THE PROBLEM:
Please restate, word for word, the lines below that begin at the one with "using AppConfig tuning" and end at the one with "pub async fn run_migrations(pool: &DbPool)". Leave out all other lines.

Dataset entries:

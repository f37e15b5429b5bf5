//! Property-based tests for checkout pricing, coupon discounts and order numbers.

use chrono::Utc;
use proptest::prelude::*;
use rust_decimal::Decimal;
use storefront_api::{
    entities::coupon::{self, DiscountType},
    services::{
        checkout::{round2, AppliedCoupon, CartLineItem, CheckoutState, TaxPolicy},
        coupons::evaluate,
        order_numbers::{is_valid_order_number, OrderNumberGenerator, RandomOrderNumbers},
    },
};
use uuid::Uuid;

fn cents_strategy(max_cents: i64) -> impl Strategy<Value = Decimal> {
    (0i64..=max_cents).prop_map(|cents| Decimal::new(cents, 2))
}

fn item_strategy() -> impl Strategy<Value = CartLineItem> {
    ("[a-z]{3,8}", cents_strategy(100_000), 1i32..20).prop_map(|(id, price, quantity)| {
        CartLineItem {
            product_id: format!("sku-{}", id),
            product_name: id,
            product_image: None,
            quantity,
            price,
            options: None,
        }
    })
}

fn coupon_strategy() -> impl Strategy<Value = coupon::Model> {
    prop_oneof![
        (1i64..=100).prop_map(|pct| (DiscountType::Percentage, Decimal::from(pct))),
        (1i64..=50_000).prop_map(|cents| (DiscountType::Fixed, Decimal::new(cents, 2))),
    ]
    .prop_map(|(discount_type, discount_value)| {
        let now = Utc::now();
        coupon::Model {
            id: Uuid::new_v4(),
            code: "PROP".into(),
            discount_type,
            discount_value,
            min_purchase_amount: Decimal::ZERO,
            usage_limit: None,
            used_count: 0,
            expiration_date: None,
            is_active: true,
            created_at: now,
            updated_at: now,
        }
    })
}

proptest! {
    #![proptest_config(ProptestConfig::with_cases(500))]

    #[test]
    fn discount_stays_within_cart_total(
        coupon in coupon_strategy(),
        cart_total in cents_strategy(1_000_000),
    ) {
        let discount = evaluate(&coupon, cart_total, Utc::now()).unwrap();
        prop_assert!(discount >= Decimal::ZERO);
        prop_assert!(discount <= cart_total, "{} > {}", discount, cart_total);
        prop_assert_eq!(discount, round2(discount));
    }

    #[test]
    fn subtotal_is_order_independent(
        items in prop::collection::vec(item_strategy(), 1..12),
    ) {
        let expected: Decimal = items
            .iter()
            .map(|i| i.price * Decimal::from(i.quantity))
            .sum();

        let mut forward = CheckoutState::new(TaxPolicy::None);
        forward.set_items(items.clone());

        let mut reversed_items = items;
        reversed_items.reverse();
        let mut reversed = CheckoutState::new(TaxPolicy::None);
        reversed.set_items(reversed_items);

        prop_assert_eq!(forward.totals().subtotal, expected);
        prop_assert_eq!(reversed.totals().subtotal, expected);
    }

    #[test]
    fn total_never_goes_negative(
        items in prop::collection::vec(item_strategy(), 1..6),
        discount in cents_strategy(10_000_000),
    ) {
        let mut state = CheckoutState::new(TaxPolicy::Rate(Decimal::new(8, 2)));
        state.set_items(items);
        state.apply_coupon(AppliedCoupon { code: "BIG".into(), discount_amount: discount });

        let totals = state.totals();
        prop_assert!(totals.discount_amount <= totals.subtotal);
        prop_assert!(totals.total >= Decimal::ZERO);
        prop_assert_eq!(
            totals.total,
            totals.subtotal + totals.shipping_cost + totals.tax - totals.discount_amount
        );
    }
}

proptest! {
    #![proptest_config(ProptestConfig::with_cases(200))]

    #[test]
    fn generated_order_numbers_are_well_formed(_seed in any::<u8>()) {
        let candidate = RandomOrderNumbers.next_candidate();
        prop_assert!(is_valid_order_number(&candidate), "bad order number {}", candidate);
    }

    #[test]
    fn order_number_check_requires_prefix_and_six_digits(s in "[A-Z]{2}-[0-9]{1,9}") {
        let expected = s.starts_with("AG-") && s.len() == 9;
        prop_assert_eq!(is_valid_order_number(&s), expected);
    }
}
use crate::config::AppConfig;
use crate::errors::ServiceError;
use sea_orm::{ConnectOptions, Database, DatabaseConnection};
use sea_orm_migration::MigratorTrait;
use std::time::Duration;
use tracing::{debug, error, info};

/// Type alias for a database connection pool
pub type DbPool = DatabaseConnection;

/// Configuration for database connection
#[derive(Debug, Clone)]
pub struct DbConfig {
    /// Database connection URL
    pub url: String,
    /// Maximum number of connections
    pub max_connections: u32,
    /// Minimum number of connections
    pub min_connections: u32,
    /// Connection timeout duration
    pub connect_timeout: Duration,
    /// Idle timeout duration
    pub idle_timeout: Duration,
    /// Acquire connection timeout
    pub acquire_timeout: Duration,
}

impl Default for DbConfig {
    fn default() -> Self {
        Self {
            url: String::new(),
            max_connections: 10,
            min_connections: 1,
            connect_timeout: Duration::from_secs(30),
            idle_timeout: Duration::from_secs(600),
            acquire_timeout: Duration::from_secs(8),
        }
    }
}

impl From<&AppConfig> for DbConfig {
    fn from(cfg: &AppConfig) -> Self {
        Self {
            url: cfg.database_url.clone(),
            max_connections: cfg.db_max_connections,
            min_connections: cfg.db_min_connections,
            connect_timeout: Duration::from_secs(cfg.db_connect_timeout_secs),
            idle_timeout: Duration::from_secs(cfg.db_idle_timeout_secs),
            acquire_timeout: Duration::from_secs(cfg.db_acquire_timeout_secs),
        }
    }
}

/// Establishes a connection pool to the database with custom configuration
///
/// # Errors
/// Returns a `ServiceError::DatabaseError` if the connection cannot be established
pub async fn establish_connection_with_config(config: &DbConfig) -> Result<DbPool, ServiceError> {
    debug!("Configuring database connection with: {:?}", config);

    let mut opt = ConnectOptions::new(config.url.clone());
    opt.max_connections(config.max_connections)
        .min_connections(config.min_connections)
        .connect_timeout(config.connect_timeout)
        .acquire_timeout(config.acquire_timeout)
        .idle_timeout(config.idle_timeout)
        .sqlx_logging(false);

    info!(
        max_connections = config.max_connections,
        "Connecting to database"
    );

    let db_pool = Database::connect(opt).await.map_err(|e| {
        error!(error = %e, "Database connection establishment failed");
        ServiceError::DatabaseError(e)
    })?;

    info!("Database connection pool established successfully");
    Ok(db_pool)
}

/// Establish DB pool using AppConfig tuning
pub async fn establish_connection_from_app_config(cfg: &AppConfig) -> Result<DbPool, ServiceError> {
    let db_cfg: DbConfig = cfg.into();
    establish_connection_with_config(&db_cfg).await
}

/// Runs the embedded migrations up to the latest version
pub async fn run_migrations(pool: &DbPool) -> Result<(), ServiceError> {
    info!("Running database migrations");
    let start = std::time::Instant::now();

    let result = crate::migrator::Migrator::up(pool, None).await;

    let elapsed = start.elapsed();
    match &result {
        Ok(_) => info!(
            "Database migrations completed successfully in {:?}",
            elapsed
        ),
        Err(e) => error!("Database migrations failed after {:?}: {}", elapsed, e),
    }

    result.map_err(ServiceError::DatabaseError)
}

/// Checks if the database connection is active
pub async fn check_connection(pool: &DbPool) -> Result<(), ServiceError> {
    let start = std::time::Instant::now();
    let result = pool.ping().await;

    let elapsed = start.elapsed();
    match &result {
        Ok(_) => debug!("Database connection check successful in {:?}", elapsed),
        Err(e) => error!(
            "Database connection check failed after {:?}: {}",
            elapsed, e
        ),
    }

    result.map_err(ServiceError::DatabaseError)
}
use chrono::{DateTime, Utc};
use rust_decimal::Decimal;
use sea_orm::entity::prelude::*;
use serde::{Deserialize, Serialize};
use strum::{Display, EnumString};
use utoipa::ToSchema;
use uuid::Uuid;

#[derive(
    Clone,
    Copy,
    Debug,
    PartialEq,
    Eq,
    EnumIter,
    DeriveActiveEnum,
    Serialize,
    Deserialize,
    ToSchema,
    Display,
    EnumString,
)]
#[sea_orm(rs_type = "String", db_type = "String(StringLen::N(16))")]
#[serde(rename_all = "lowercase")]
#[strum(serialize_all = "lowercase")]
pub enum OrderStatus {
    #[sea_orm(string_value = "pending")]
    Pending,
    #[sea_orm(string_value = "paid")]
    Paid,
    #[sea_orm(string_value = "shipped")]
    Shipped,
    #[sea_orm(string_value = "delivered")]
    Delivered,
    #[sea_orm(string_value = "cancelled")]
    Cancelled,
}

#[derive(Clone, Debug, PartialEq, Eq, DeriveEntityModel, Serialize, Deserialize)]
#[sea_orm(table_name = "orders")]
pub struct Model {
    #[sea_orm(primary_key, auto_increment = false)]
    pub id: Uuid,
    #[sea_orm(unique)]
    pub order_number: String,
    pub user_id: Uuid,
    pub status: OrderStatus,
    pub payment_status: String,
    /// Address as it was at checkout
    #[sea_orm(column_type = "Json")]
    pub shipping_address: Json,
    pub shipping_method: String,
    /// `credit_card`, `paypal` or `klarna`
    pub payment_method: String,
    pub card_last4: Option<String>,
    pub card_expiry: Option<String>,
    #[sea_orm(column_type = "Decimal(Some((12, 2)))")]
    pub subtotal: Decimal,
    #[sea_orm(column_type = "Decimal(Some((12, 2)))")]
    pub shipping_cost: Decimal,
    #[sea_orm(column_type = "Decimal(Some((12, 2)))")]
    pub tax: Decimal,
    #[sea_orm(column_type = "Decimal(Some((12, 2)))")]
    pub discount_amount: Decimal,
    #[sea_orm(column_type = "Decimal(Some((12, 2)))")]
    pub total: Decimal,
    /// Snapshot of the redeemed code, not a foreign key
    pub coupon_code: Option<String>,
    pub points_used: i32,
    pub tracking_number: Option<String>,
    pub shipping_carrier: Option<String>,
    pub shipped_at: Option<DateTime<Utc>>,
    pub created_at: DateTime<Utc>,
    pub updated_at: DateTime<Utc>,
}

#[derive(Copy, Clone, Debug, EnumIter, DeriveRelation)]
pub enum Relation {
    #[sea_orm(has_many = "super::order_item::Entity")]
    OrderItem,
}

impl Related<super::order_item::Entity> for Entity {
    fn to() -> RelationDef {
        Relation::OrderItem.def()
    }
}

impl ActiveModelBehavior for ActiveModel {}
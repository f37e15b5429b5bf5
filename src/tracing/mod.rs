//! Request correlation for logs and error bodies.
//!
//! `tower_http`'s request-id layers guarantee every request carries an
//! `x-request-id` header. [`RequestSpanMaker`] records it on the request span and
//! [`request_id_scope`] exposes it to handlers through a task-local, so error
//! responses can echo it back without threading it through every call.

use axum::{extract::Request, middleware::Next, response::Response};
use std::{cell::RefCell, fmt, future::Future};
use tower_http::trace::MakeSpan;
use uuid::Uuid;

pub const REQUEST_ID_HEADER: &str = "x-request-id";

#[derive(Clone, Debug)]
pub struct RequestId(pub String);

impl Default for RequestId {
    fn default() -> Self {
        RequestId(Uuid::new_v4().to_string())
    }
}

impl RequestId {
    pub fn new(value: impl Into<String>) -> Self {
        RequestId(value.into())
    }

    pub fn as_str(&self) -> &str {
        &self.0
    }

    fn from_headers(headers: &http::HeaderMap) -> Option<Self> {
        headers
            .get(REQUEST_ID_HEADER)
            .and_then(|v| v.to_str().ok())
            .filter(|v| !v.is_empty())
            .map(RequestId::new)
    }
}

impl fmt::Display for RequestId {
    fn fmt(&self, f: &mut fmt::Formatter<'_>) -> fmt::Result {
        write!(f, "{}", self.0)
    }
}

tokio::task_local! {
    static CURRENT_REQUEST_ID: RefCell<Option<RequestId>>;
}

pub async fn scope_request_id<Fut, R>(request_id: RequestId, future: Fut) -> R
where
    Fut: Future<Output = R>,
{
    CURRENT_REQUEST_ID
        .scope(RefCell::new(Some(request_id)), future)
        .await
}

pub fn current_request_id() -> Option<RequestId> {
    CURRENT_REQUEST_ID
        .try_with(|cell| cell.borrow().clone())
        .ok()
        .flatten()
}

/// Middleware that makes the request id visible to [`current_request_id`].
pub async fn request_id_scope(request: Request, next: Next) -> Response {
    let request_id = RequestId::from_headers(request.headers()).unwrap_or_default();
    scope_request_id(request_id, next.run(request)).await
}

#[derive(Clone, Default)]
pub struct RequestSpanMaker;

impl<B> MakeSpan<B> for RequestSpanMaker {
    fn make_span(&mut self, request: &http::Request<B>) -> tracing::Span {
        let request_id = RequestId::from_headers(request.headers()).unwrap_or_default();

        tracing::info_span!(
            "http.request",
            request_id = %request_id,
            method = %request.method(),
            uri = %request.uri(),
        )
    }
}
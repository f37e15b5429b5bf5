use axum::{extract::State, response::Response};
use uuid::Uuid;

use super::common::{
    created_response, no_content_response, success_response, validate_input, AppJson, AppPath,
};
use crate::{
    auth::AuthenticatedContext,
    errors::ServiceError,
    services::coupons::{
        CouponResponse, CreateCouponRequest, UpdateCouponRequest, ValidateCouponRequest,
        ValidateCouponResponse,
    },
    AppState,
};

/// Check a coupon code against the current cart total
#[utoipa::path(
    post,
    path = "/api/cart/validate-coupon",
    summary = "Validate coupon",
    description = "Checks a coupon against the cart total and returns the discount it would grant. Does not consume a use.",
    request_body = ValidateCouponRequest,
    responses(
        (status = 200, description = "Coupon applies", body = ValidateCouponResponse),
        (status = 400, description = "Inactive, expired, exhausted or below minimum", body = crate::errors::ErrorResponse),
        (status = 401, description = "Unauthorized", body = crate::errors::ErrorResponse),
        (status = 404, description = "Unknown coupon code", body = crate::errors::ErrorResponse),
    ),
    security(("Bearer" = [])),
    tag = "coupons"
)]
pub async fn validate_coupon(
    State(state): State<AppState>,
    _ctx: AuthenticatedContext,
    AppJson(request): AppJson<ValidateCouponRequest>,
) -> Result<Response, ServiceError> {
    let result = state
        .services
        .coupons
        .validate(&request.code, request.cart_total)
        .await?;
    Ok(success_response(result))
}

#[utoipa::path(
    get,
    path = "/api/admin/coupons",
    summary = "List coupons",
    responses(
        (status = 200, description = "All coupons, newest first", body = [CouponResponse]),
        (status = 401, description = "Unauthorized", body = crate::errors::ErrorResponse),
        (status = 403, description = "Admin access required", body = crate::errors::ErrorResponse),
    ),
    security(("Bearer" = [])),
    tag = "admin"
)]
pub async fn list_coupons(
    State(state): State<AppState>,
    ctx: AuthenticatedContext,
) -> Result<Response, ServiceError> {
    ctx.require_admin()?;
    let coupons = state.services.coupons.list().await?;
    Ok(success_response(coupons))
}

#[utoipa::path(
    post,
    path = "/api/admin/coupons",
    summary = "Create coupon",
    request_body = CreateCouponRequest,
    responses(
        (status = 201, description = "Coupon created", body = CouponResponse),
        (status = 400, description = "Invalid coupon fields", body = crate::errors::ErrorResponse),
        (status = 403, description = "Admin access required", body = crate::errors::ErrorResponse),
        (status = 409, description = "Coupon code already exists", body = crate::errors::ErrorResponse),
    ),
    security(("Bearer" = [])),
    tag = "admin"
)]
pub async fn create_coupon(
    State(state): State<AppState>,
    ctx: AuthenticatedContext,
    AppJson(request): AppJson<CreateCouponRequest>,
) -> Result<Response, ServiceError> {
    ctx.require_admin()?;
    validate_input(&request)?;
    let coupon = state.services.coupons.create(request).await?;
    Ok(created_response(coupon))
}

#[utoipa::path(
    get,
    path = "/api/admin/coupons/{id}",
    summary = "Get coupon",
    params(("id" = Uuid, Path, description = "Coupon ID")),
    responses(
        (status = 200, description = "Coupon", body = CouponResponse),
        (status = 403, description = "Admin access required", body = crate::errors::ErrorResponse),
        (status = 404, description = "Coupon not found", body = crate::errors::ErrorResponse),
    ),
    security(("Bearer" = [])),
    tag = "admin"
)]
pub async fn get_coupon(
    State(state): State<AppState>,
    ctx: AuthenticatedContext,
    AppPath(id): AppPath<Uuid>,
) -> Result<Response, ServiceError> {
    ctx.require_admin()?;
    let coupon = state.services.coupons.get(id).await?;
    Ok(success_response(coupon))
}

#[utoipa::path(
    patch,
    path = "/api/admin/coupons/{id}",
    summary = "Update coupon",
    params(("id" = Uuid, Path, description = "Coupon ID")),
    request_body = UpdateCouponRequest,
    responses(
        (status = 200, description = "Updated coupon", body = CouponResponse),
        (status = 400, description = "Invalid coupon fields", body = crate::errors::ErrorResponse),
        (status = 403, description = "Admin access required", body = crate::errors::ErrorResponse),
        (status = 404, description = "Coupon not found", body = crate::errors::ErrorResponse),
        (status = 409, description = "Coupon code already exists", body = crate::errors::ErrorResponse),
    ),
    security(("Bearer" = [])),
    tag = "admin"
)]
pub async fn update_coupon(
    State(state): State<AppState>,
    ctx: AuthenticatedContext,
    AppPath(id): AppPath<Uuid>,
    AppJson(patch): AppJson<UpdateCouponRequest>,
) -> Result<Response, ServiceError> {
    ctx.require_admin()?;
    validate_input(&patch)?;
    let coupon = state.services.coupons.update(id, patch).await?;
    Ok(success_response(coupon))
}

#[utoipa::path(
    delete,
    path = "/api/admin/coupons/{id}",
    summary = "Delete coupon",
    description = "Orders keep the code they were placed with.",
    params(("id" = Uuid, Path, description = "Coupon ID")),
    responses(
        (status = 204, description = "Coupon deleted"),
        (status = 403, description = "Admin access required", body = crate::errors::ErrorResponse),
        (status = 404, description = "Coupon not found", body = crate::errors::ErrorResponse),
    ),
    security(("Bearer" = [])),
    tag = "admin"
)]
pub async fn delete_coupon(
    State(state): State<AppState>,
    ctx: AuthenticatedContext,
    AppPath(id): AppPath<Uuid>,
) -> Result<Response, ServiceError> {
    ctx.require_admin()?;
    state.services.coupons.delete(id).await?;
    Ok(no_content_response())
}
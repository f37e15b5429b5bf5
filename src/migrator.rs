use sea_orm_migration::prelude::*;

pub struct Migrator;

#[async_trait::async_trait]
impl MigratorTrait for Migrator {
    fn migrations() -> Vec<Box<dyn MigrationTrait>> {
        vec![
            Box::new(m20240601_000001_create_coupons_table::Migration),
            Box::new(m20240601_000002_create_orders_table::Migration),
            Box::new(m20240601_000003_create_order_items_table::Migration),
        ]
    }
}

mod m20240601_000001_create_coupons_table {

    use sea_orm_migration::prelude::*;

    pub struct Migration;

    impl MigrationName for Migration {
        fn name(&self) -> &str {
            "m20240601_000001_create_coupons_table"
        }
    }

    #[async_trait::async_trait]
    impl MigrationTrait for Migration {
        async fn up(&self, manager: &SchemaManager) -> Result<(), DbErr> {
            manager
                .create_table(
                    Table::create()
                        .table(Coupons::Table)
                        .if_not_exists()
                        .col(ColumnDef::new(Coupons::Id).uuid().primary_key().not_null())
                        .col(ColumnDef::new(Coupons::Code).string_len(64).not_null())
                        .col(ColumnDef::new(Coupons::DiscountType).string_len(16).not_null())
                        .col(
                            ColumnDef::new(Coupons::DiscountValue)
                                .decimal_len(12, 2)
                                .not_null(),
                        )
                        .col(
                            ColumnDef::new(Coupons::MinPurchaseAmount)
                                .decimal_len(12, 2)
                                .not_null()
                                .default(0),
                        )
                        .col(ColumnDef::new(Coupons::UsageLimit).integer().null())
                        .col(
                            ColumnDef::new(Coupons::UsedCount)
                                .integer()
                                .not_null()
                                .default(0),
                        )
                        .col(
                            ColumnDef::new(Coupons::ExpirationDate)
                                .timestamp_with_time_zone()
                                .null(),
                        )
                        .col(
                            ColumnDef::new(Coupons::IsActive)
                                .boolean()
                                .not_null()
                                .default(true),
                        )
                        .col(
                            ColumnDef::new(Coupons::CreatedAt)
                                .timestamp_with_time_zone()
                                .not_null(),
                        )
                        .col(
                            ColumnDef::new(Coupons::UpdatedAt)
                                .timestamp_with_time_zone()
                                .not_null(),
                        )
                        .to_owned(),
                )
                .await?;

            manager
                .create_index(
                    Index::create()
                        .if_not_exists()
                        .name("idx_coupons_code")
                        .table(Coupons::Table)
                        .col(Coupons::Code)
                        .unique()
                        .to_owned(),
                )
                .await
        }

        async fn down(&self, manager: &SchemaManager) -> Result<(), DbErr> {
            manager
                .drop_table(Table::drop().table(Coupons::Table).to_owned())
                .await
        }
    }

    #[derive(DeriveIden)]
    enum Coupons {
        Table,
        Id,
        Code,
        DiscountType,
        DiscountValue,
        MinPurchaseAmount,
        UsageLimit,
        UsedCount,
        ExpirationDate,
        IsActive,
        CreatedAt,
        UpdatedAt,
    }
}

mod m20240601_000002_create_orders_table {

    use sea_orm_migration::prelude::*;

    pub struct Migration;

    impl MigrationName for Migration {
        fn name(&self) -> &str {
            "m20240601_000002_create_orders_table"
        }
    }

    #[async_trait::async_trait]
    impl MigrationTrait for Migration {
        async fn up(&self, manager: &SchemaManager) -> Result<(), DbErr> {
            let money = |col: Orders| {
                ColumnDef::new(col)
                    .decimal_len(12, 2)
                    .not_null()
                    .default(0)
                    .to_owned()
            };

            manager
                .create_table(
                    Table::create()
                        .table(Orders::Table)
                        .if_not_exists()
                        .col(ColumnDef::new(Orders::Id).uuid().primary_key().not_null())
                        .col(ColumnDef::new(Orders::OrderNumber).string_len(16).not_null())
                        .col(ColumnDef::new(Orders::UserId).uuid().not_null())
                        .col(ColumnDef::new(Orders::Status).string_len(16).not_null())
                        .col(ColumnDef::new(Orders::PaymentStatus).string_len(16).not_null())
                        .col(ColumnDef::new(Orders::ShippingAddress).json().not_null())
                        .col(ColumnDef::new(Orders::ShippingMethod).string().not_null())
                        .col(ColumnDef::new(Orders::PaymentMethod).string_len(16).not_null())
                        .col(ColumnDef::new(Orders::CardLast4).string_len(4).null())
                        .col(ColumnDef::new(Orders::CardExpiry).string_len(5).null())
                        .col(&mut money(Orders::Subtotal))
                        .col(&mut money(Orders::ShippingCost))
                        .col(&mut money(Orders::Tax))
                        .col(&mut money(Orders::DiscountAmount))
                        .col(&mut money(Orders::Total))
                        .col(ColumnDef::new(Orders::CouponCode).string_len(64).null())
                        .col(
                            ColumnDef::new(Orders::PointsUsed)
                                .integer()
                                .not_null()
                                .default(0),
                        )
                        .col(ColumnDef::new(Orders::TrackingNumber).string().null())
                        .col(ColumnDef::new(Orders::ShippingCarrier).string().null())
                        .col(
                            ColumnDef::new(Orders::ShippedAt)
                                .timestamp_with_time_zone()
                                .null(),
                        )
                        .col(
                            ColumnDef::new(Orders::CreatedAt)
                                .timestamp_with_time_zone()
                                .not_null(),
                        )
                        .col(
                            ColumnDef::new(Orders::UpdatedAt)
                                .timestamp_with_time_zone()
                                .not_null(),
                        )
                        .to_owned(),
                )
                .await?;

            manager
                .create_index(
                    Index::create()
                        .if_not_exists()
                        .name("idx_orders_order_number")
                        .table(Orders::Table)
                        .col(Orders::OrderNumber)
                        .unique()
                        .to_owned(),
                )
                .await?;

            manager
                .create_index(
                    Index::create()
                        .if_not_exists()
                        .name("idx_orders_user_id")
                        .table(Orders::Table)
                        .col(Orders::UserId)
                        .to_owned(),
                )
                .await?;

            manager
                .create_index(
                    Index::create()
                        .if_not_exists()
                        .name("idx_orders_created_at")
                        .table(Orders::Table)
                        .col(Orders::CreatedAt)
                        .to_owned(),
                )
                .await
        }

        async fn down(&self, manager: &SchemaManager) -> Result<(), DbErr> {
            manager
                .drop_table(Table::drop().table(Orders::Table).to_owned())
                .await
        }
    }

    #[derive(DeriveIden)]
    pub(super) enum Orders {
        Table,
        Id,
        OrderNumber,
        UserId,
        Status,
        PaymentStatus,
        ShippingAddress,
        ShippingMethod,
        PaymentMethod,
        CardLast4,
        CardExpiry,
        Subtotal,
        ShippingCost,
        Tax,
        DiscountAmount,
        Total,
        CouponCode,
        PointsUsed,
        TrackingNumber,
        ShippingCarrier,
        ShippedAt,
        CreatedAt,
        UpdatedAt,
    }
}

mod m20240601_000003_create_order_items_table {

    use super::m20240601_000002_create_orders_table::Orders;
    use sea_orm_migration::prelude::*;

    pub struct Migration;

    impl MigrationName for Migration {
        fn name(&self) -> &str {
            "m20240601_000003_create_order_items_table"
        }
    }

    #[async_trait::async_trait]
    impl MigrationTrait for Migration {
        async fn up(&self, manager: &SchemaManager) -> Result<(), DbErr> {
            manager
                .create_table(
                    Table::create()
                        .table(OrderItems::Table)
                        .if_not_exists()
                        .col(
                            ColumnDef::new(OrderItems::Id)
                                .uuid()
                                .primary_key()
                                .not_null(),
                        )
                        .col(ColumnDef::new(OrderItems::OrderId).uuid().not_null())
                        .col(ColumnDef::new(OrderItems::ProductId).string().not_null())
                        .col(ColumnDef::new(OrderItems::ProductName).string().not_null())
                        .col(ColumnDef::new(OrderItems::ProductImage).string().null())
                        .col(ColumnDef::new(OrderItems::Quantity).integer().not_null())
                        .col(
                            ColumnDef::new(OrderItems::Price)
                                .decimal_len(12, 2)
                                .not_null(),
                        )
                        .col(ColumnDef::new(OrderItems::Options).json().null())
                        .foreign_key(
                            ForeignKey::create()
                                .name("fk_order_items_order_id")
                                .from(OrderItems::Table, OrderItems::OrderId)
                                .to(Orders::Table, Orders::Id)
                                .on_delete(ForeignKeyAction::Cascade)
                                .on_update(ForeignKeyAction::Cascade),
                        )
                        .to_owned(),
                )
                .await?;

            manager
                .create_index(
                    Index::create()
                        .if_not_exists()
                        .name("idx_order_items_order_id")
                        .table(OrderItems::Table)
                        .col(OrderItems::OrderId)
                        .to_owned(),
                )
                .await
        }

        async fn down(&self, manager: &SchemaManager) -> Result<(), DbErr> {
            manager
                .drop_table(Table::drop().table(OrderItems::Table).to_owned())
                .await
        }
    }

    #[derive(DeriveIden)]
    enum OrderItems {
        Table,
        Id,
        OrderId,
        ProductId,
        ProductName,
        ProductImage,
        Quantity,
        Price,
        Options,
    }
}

SOLUTION TO THIS TASK:
/// Establish DB pool using AppConfig tuning
pub async fn establish_connection_from_app_config(cfg: &AppConfig) -> Result<DbPool, ServiceError> {
    let db_cfg: DbConfig = cfg.into();
    establish_connection_with_config(&db_cfg).await
}

/// Runs the embedded migrations up to the latest version
pub async fn run_migrations(pool: &DbPool) -> Result<(), ServiceError> {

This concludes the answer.